The designer reshaped Echo – the smart speakers that connect to the virtual assistant –making them more friendly and personable. Three different attachments of CounterBug target three specific tasks when fitted to the three-legged base unit.
Murmur does its best to confuse algorithms for tailored advertising by whispering contradictory phrases while the user speaks.
Blabber’s job is to help people who fear that someone might eavesdrop on their daily life: it seeks to create a perfect digital persona for the user. It switches on when the user leaves the house and autonomously talks to Alexa.
Scramble is alert for certain trigger words that are monitored by the NSA, the National Security Agency in America. Any mentioning of such a word and Scramble will do its best to shout over it.
Talking further about private data leakage, the Amsterdam based Leanne Wijnsma Studio has a beautiful solution to offer. The Smell of Data is a grenade-shaped scent diffuser designed to alert internet users of data leaks from their smartphones, tablets and computers by releasing a metallic scent when a user encounters an unprotected website or Wi-Fi network on their devices.
The project’s main goal is to educate users about what is going on with their data.
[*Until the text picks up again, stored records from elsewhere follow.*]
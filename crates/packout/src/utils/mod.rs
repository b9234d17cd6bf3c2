pub mod normalize_config;
pub mod validate_config;
#[derive(Debug, PartialEq, Eq)]
pub struct ExtractedHashPattern {
  pub pattern: String,
  pub len: Option<usize>,
}

/// Extracts the first `[hash]` or `[hash:len]` placeholder from a filename
/// template, if any.
pub fn extract_hash_pattern(template: &str) -> Option<ExtractedHashPattern> {
  let start = memchr::memmem::find(template.as_bytes(), b"[hash")?;
  let followed = &template[start + "[hash".len()..];

  let (len, followed) = match followed.strip_prefix(':') {
    Some(followed) => {
      let digits_end = followed.find(']')?;
      let len = followed[..digits_end].parse::<usize>().ok()?;
      (Some(len), &followed[digits_end..])
    }
    None => (None, followed),
  };

  if !followed.starts_with(']') {
    return None;
  }

  let end = template.len() - followed.len() + 1;
  Some(ExtractedHashPattern { pattern: template[start..end].to_string(), len })
}

#[test]
fn test_extract_hash_pattern() {
  assert_eq!(
    extract_hash_pattern("[name]-[hash].js"),
    Some(ExtractedHashPattern { pattern: "[hash]".to_string(), len: None })
  );
  assert_eq!(
    extract_hash_pattern("assets/[name]-[hash:8][extname]"),
    Some(ExtractedHashPattern { pattern: "[hash:8]".to_string(), len: Some(8) })
  );
  assert_eq!(extract_hash_pattern("asset/[name].js"), None);
  // A stray `[hash` that never closes is not a placeholder.
  assert_eq!(extract_hash_pattern("[hashes].js"), None);
  assert_eq!(extract_hash_pattern("[hash:].js"), None);
}
use std::fmt::Display;

use schemars::JsonSchema;
use serde::{Deserialize, Serialize};

/// A framework integration declared in the config. Plugins are plain
/// declarations here, the heavy lifting happens in the framework's own
/// toolchain before products reach the emitter.
#[derive(Debug, Clone, Copy, PartialEq, Eq, Hash, Deserialize, Serialize, JsonSchema)]
#[serde(rename_all = "lowercase")]
pub enum FrameworkPlugin {
  Vue,
  React,
  Svelte,
}

impl FrameworkPlugin {
  /// The npm package users would reach for in a vite setup.
  pub fn package_name(&self) -> &'static str {
    match self {
      Self::Vue => "@vitejs/plugin-vue",
      Self::React => "@vitejs/plugin-react",
      Self::Svelte => "@sveltejs/vite-plugin-svelte",
    }
  }
}

impl Display for FrameworkPlugin {
  fn fmt(&self, f: &mut std::fmt::Formatter<'_>) -> std::fmt::Result {
    match self {
      Self::Vue => write!(f, "vue"),
      Self::React => write!(f, "react"),
      Self::Svelte => write!(f, "svelte"),
    }
  }
}

#[test]
fn test_parses_lowercase_names() {
  let plugins: Vec<FrameworkPlugin> = serde_json::from_str(r#"["vue", "react", "svelte"]"#).unwrap();
  assert_eq!(plugins, vec![FrameworkPlugin::Vue, FrameworkPlugin::React, FrameworkPlugin::Svelte]);
  assert!(serde_json::from_str::<FrameworkPlugin>(r#""angular""#).is_err());
}
use std::{collections::hash_map::Entry, ffi::OsStr, path::Path};

use arcstr::ArcStr;
use packout_common::{BuildProduct, FileNameRenderOptions, ProductKind};
use packout_error::BuildResult;
use packout_utils::{
  concat_string,
  indexmap::FxIndexSet,
  rayon::{IntoParallelRefIterator, ParallelIterator},
  xxhash::xxhash_base64_url,
};
use rustc_hash::FxHashMap;
use sugar_path::SugarPath;

use crate::types::emit_plan::PlannedFile;

use super::PlanStage;

impl PlanStage<'_> {
  /// Notices:
  /// - Should generate filenames that are stable cross builds and os.
  pub(crate) fn render_filenames(
    &self,
    products: &[BuildProduct],
    names: Vec<ArcStr>,
  ) -> BuildResult<Vec<PlannedFile>> {
    // Digests are only paid for when the template asks for one.
    let hashes: Vec<Option<String>> = products
      .par_iter()
      .map(|product| {
        self
          .filename_template(product.kind)
          .has_hash_pattern()
          .then(|| xxhash_base64_url(product.source.as_bytes()))
      })
      .collect();

    // Scripts and assets deduplicate in separate pools since they render
    // through separate templates.
    let mut make_unique_script_name = create_make_unique_name(FxHashMap::default());
    let mut make_unique_asset_name = create_make_unique_name(FxHashMap::default());

    let out_dir = self.options.out_dir();
    let mut files = Vec::with_capacity(products.len());

    for ((product, pre_name), hash) in products.iter().zip(names).zip(&hashes) {
      let make_unique_name = if product.kind.is_script() {
        &mut make_unique_script_name
      } else {
        &mut make_unique_asset_name
      };

      // With a hash in the template the digest keeps equal names apart, so
      // the plain name survives. The counter pool records it either way.
      let name = if hash.is_some() {
        make_unique_name(&pre_name);
        pre_name
      } else {
        make_unique_name(&pre_name)
      };

      let extension = match product.kind {
        ProductKind::Asset => Some(
          product
            .name
            .as_deref()
            .map(Path::new)
            .or(product.origin.as_deref())
            .and_then(Path::extension)
            .and_then(OsStr::to_str)
            .unwrap_or(""),
        ),
        ProductKind::Entry | ProductKind::Chunk => None,
      };

      let filename = self.filename_template(product.kind).render(&FileNameRenderOptions {
        name: Some(&name),
        hash: hash.as_deref(),
        ext: extension,
      });

      let absolute_path = Path::new(&filename).absolutize_with(out_dir.clone());
      files.push(PlannedFile {
        name,
        filename: ArcStr::from(filename),
        absolute_path,
        kind: product.kind,
      });
    }

    // Collisions are keyed on the normalized path, rendered names that
    // differ only by `.` segments land on the same file.
    let mut seen_paths = FxIndexSet::default();
    let mut errors: Vec<anyhow::Error> = vec![];
    for file in &files {
      if !seen_paths.insert(file.absolute_path.clone()) {
        errors.push(anyhow::anyhow!(
          "The emitted file \"{}\" overwrites a previously emitted file at the same path.",
          file.absolute_path.display()
        ));
      }
    }
    if !errors.is_empty() {
      Err(errors)?;
    }

    Ok(files)
  }
}

fn create_make_unique_name(
  mut used_name_counts: FxHashMap<ArcStr, u32>,
) -> impl FnMut(&ArcStr) -> ArcStr {
  move |name: &ArcStr| {
    let mut candidate = name.clone();
    loop {
      match used_name_counts.entry(candidate.clone()) {
        Entry::Occupied(mut occupied) => {
          // This name is already used
          let next_count = *occupied.get();
          occupied.insert(next_count + 1);
          candidate =
            ArcStr::from(concat_string!(name, itoa::Buffer::new().format(next_count)).as_str());
        }
        Entry::Vacant(vacant) => {
          // This is the first time we see this name
          let name = vacant.key().clone();
          vacant.insert(2);
          break name;
        }
      }
    }
  }
}

#[test]
fn test_make_unique_name_counts_up() {
  let mut make_unique_name = create_make_unique_name(FxHashMap::default());
  assert_eq!(make_unique_name(&arcstr::literal!("main")), "main");
  assert_eq!(make_unique_name(&arcstr::literal!("main")), "main2");
  assert_eq!(make_unique_name(&arcstr::literal!("main")), "main3");
  // An explicit `main2` was taken above, the counter keeps probing.
  assert_eq!(make_unique_name(&arcstr::literal!("main2")), "main22");
}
Working on the device, the designer thought of how, for example, the smell of gas triggers the sense of danger in people.
The alert mechanism is easy to use: connect the diffuser to digital devices via Wi-Fi, and it will release a puff of the Smell of Data as a warning signal when it recognizes an unprotected website on an unsecured Wi-Fi network or Hotspot.
Advanced cyber security aficionados will be happy to know that Lisa Kori Chung and Caitlin Morris designed anti-NIS (neuroimaging surveillance) head pieces to thwart mind-reading surveillance cameras.
The designers believe that the neuroimaging technology is currently being extensively researched and developed to read and record the thoughts of the public, in order to detect dangerous intentions before they are carried out.
To counter that, each of their faceted pieces is designed to detect when the wearer is being scanned. It does not aim at blocking access to the brain, it rather is a method of momentary cognitive diversion that provides a distraction to change the current thought pattern.
For example, the hat transmits sound pulses through the skull to the ear, the mask emits light flashes into the wearer’s eyes and the collar gives a gentle electric shock, thus forcing the train of thought change at the moment of scanning to: “what is that strange sound?” or “this light is too bright”.
Even though the neuroimaging technology is still rather a subject of science fiction, facial recognition, motion detection and voice analysis surveillance techniques are already in use. So now you can be geared-up in style.